Aim of the task >>
Only the lines below between the ones containing "pub mod sinks;" and "alerts; undecodable ones", inclusive, are to be reproduced, each exactly as it stands.

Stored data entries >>
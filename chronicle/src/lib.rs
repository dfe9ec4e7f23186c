use std::collections::HashMap;
use std::sync::Arc;

use chrono::Duration as ChronoDuration;
use common_kafka::kafka_consumer::{Offset, RecvErr, SingleTopicConsumer};
use health::HealthHandle;
use tokio::sync::mpsc;
use tokio_util::sync::CancellationToken;
use tracing::{error, info, warn};

use crate::alerts::AlertEmitter;
use crate::dead_letter::{DeadLetterQueue, DeadLetterReason};
use crate::extract::{extract_record, Clock};
use crate::metrics_consts::{EMPTY_EVENTS, EVENTS_RECEIVED, HISTORY_FLUSH_TIME,
    HISTORY_OPEN_WINDOWS, HISTORY_WINDOWS_FLUSHED, LATE_EVENTS, OFFSET_STORE_FAILED,
    PARSE_ERRORS, REALTIME_BATCH_DEAD_LETTERED, REALTIME_FLUSH_TIME, REALTIME_OPEN_WINDOWS,
    REALTIME_WINDOWS_FLUSHED};
use crate::parse::parse_event;
use crate::router::{ObjectRouter, RouteError};
use crate::scd2::HistoryProcessor;
use crate::sinks::history::HistoryStore;
use crate::sinks::raw::{dedupe_batch, RawTableWriter};
use crate::types::{ExtractedRecord, ValidEvent};
use crate::validate::Validator;
use crate::window::{InsertOutcome, WindowBuffer};

pub mod alerts;
pub mod app_context;
pub mod config;
pub mod dead_letter;
pub mod error;
pub mod extract;
pub mod metrics_consts;
pub mod parse;
pub mod router;
pub mod scd2;
pub mod schema;
pub mod sinks;
pub mod types;
pub mod validate;
pub mod window;

/// Consume raw messages, parse, validate, extract, and fan out to the
/// two processing paths. Invalid events become alerts; undecodable ones
/// become dead letters. Returns when the shutdown token fires or the
/// worker channels close.
#[allow(clippy::too_many_arguments)]
pub async fn intake_loop(
    consumer: SingleTopicConsumer,
    validator: Arc<Validator>,
    clock: Arc<dyn Clock>,
    router: ObjectRouter,
    alerts: Arc<AlertEmitter>,
    dead_letters: Arc<DeadLetterQueue>,
    liveness: HealthHandle,
    shutdown: CancellationToken,
) {
    loop {
        liveness.report_healthy().await;

        let received = tokio::select! {
            _ = shutdown.cancelled() => {
                info!("Intake stopping, downstream windows will drain");
                return;
            }
            r = consumer.recv_raw() => r,
        };

        let (payload, offset) = match received {
            Ok(r) => r,
            Err(RecvErr::Empty) => {
                warn!("Received empty payload");
                metrics::counter!(EMPTY_EVENTS).increment(1);
                continue;
            }
            Err(RecvErr::Kafka(e)) => {
                panic!("Kafka error: {:?}", e); // If kafka's down, we're down
            }
        };

        // Offsets are stored as soon as we've taken ownership of the
        // message. An abrupt kill can lose not-yet-closed windows, which
        // is the accepted at-least-once tradeoff: the upstream log is
        // durable and a fresh consumer group replays it.
        store_offset(offset);

        metrics::counter!(EVENTS_RECEIVED).increment(1);

        let event = match parse_event(&payload) {
            Ok(event) => event,
            Err(e) => {
                metrics::counter!(PARSE_ERRORS).increment(1);
                dead_letters
                    .publish(
                        DeadLetterReason::ParseFailure,
                        e.to_string(),
                        String::from_utf8_lossy(&payload).into_owned(),
                    )
                    .await;
                continue;
            }
        };

        let valid = match validator.validate(&event, clock.now()) {
            Ok(valid) => valid,
            Err(errors) => {
                alerts.emit_validation_failure(&event, errors).await;
                continue;
            }
        };

        let record = extract_record(&valid, clock.as_ref());
        match router.route(valid, record).await {
            Ok(()) => {}
            Err(RouteError::UnknownObjectType(object_type)) => {
                dead_letters
                    .publish(
                        DeadLetterReason::UnknownObjectType,
                        format!("no processing path registered for '{object_type}'"),
                        String::from_utf8_lossy(&payload).into_owned(),
                    )
                    .await;
            }
            Err(RouteError::Closed) => {
                error!("Worker channels closed, stopping intake");
                return;
            }
        }
    }
}

fn store_offset(offset: Offset) {
    if let Err(e) = offset.store() {
        metrics::counter!(OFFSET_STORE_FAILED).increment(1);
        error!("Failed to store consumer offset: {}", e);
    }
}

/// One shard of the real-time path: buffer records into short windows,
/// and upsert each window into the raw tables when its grace period
/// elapses. Drains open windows before exiting once the intake is gone.
pub async fn realtime_worker_loop(
    mut rx: mpsc::Receiver<ExtractedRecord>,
    writer: Arc<RawTableWriter>,
    dead_letters: Arc<DeadLetterQueue>,
    clock: Arc<dyn Clock>,
    window: ChronoDuration,
    allowed_lateness: ChronoDuration,
    liveness: HealthHandle,
) {
    let mut buffer: WindowBuffer<ExtractedRecord> = WindowBuffer::new(window, allowed_lateness);
    let mut tick = tokio::time::interval(std::time::Duration::from_secs(1));

    loop {
        tokio::select! {
            received = rx.recv() => match received {
                Some(record) => {
                    match buffer.insert(record.cdc_event_timestamp, clock.now(), record) {
                        InsertOutcome::Accepted => {}
                        InsertOutcome::Late(record) => {
                            metrics::counter!(LATE_EVENTS, "path" => "realtime").increment(1);
                            dead_letters
                                .publish(
                                    DeadLetterReason::LateArrival,
                                    format!(
                                        "window for event at {} already emitted",
                                        record.cdc_event_timestamp
                                    ),
                                    serde_json::to_string(&record).unwrap_or_default(),
                                )
                                .await;
                        }
                    }
                }
                None => break,
            },
            _ = tick.tick() => {
                liveness.report_healthy().await;
                metrics::gauge!(REALTIME_OPEN_WINDOWS).set(buffer.open_windows() as f64);
                let closed = buffer.drain_closed(clock.now());
                flush_realtime_windows(closed, &writer, &dead_letters).await;
            }
        }
    }

    let remaining = buffer.drain_all();
    flush_realtime_windows(remaining, &writer, &dead_letters).await;
    info!("Realtime worker drained");
}

async fn flush_realtime_windows(
    windows: Vec<(chrono::DateTime<chrono::Utc>, Vec<ExtractedRecord>)>,
    writer: &RawTableWriter,
    dead_letters: &DeadLetterQueue,
) {
    for (window_start, records) in windows {
        let flush_time = common_metrics::timing_guard(REALTIME_FLUSH_TIME, &[]);
        metrics::counter!(REALTIME_WINDOWS_FLUSHED).increment(1);

        let mut by_object: HashMap<String, Vec<ExtractedRecord>> = HashMap::new();
        for record in records {
            by_object.entry(record.object_type.clone()).or_default().push(record);
        }

        for (object_type, batch) in by_object {
            let batch = dedupe_batch(batch);
            if let Err(e) = writer.write_batch_with_retries(&object_type, &batch).await {
                metrics::counter!(REALTIME_BATCH_DEAD_LETTERED).increment(1);
                error!(
                    %object_type,
                    %window_start,
                    "Raw batch write exhausted retries, dead-lettering: {:?}", e
                );
                dead_letters
                    .publish(
                        DeadLetterReason::SinkWriteFailure,
                        e.to_string(),
                        serde_json::to_string(&batch).unwrap_or_default(),
                    )
                    .await;
            }
        }
        flush_time.fin();
    }
}

/// One shard of the history path: buffer validated events into long
/// windows and run the SCD2 processor on each window once its grace
/// period elapses.
#[allow(clippy::too_many_arguments)]
pub async fn history_worker_loop<S: HistoryStore>(
    mut rx: mpsc::Receiver<ValidEvent>,
    processor: Arc<HistoryProcessor<S>>,
    alerts: Arc<AlertEmitter>,
    dead_letters: Arc<DeadLetterQueue>,
    clock: Arc<dyn Clock>,
    window: ChronoDuration,
    allowed_lateness: ChronoDuration,
    liveness: HealthHandle,
) {
    let mut buffer: WindowBuffer<ValidEvent> = WindowBuffer::new(window, allowed_lateness);
    let mut tick = tokio::time::interval(std::time::Duration::from_secs(1));

    loop {
        tokio::select! {
            received = rx.recv() => match received {
                Some(event) => {
                    match buffer.insert(event.timestamp, clock.now(), event) {
                        InsertOutcome::Accepted => {}
                        InsertOutcome::Late(event) => {
                            metrics::counter!(LATE_EVENTS, "path" => "history").increment(1);
                            dead_letters
                                .publish(
                                    DeadLetterReason::LateArrival,
                                    format!(
                                        "window for event at {} already emitted",
                                        event.timestamp
                                    ),
                                    serde_json::to_string(&event.event).unwrap_or_default(),
                                )
                                .await;
                        }
                    }
                }
                None => break,
            },
            _ = tick.tick() => {
                liveness.report_healthy().await;
                metrics::gauge!(HISTORY_OPEN_WINDOWS).set(buffer.open_windows() as f64);
                let closed = buffer.drain_closed(clock.now());
                flush_history_windows(closed, &processor, &alerts, &dead_letters).await;
            }
        }
    }

    let remaining = buffer.drain_all();
    flush_history_windows(remaining, &processor, &alerts, &dead_letters).await;
    info!("History worker drained");
}

async fn flush_history_windows<S: HistoryStore>(
    windows: Vec<(chrono::DateTime<chrono::Utc>, Vec<ValidEvent>)>,
    processor: &HistoryProcessor<S>,
    alerts: &AlertEmitter,
    dead_letters: &DeadLetterQueue,
) {
    for (window_start, events) in windows {
        let flush_time = common_metrics::timing_guard(HISTORY_FLUSH_TIME, &[]);
        metrics::counter!(HISTORY_WINDOWS_FLUSHED).increment(1);

        let outcome = processor.process_window(events).await;
        info!(
            %window_start,
            events = outcome.stats.events,
            groups = outcome.stats.groups,
            versions = outcome.stats.versions_inserted,
            closed = outcome.stats.rows_closed,
            noops = outcome.stats.noop_updates,
            "History window processed"
        );

        for anomaly in &outcome.anomalies {
            alerts.emit_integrity_anomaly(anomaly).await;
        }

        for failure in outcome.failures {
            let events: Vec<_> = failure.events.iter().map(|e| &e.event).collect();
            dead_letters
                .publish(
                    DeadLetterReason::SinkWriteFailure,
                    format!(
                        "history writes for {} {} failed: {}",
                        failure.object_type, failure.record_id, failure.detail
                    ),
                    serde_json::to_string(&events).unwrap_or_default(),
                )
                .await;
        }
        flush_time.fin();
    }
}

Solved exercise >>
pub mod sinks;
pub mod types;
pub mod validate;
pub mod window;

/// Consume raw messages, parse, validate, extract, and fan out to the
/// two processing paths. Invalid events become alerts; undecodable ones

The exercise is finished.